== Segment start ==

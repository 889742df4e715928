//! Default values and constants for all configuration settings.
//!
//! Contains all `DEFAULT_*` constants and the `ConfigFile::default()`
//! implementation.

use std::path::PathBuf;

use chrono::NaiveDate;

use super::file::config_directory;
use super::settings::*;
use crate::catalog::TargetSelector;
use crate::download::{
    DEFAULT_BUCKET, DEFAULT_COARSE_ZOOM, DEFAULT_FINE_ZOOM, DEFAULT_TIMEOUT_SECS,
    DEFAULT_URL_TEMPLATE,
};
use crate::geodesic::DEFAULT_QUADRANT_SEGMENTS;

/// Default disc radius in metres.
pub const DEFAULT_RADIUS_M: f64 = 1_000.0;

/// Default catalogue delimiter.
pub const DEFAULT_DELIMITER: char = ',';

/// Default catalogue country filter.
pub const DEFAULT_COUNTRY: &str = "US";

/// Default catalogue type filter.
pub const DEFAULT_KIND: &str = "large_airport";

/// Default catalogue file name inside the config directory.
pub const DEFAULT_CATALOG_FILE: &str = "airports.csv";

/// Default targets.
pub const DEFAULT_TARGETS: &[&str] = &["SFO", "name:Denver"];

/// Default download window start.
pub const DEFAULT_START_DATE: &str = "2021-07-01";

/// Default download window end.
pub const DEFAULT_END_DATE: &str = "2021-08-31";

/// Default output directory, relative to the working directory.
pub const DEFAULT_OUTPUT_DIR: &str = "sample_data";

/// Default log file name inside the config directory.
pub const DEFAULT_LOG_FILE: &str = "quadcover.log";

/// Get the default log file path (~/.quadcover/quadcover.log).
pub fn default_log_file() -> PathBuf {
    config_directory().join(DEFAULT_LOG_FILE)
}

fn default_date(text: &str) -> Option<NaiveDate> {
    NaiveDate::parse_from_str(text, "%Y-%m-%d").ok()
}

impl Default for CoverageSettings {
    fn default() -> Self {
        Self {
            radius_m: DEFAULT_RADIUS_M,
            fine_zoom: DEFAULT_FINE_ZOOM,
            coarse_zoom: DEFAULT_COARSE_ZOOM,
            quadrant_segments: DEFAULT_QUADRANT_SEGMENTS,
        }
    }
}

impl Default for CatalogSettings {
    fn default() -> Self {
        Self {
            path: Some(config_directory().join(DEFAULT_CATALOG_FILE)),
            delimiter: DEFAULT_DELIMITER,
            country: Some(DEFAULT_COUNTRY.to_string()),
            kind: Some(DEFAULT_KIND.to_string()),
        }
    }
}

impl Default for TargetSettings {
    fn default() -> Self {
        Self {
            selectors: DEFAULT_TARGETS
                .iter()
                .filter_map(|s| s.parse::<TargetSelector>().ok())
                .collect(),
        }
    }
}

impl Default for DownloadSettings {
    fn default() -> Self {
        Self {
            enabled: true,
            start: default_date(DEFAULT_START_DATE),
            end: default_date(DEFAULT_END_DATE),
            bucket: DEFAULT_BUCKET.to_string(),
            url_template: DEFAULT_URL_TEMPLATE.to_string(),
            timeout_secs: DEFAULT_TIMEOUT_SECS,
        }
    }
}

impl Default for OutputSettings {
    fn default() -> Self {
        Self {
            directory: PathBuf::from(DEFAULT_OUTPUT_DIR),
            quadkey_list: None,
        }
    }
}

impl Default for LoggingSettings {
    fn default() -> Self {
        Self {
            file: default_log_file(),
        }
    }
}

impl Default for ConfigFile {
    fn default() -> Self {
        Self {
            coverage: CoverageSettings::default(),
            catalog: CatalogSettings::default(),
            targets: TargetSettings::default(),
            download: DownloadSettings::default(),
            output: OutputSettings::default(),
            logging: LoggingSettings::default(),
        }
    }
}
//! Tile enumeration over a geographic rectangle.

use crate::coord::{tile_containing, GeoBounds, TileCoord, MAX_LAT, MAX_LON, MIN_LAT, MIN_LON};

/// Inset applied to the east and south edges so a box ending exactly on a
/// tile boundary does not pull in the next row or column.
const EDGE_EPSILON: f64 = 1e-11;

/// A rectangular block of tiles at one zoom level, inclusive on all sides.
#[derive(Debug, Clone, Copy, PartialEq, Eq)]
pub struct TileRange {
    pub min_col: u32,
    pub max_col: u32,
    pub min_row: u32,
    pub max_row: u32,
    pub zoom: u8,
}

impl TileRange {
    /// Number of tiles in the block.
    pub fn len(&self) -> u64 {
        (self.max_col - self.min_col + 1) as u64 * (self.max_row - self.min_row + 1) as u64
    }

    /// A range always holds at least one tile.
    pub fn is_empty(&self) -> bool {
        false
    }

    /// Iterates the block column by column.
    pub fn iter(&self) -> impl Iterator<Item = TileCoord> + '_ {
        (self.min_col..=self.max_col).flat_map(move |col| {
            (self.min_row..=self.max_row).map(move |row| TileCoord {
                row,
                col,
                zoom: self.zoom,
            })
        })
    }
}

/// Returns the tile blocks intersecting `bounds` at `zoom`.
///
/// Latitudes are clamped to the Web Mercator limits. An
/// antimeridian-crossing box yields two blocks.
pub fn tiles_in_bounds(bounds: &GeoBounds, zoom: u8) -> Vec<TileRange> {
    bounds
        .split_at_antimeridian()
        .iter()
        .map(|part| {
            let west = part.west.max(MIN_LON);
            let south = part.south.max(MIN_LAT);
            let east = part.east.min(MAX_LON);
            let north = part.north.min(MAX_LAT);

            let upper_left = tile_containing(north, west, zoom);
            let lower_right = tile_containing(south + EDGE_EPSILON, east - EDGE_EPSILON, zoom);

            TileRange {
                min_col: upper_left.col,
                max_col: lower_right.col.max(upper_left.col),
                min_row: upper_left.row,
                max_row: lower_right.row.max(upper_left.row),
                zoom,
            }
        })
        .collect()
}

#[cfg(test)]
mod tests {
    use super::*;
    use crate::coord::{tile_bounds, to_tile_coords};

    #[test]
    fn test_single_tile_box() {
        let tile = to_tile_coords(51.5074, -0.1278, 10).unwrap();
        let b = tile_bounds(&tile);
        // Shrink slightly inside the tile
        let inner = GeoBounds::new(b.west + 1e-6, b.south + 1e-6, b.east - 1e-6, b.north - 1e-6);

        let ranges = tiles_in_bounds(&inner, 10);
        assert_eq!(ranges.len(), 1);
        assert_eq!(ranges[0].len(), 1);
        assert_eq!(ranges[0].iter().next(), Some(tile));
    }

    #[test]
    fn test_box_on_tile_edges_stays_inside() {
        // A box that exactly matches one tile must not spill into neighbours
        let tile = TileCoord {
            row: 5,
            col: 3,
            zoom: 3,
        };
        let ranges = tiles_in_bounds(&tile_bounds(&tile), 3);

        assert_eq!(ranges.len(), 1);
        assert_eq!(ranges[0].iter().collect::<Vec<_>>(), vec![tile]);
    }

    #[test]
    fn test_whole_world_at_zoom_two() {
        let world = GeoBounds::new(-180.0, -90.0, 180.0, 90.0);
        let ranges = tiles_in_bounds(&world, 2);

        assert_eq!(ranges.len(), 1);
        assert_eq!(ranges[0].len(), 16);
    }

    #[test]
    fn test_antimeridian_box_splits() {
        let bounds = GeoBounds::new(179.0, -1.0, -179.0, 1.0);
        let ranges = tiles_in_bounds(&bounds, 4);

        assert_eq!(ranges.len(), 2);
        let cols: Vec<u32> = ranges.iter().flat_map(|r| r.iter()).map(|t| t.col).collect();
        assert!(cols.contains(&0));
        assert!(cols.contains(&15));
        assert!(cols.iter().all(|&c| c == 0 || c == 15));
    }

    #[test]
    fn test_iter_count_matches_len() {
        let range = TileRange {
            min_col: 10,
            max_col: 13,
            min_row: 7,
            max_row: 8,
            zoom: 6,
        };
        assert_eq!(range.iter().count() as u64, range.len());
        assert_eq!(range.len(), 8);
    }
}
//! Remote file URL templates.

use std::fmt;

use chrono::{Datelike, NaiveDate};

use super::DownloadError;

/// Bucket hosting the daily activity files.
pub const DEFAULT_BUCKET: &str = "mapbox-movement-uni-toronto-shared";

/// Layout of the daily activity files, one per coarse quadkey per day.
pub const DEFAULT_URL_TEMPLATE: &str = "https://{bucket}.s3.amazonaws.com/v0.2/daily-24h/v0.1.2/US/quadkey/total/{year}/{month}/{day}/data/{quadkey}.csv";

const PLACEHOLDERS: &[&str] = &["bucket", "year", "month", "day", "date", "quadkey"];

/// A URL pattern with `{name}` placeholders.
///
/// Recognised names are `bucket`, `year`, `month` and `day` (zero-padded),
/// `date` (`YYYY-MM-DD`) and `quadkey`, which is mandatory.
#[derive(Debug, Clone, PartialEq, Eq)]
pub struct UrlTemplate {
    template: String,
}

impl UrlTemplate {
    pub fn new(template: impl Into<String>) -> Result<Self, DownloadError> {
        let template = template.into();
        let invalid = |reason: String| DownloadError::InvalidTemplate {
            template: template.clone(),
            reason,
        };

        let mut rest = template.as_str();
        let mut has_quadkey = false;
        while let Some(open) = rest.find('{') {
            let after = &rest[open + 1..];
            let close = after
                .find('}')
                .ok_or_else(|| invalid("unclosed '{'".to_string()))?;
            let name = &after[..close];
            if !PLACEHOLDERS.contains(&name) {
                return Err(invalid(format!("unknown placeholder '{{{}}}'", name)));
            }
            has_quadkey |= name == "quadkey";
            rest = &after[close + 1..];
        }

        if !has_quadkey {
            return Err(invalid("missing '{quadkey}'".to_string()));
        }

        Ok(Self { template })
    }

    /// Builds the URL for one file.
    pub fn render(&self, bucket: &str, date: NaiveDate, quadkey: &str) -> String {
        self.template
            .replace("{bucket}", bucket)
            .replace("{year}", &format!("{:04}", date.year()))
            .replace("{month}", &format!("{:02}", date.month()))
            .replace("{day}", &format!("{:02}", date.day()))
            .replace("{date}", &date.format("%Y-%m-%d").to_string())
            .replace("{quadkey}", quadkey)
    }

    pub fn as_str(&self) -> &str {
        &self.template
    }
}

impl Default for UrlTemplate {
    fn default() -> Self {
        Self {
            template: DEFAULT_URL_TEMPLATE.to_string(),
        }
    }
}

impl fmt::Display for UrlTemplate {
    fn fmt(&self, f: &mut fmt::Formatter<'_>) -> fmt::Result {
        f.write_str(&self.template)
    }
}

== Segment end ==

▸ Required work
Copy each line of the records containing the string "join".

▸ Output below
    config_directory().join(DEFAULT_LOG_FILE)
            path: Some(config_directory().join(DEFAULT_CATALOG_FILE)),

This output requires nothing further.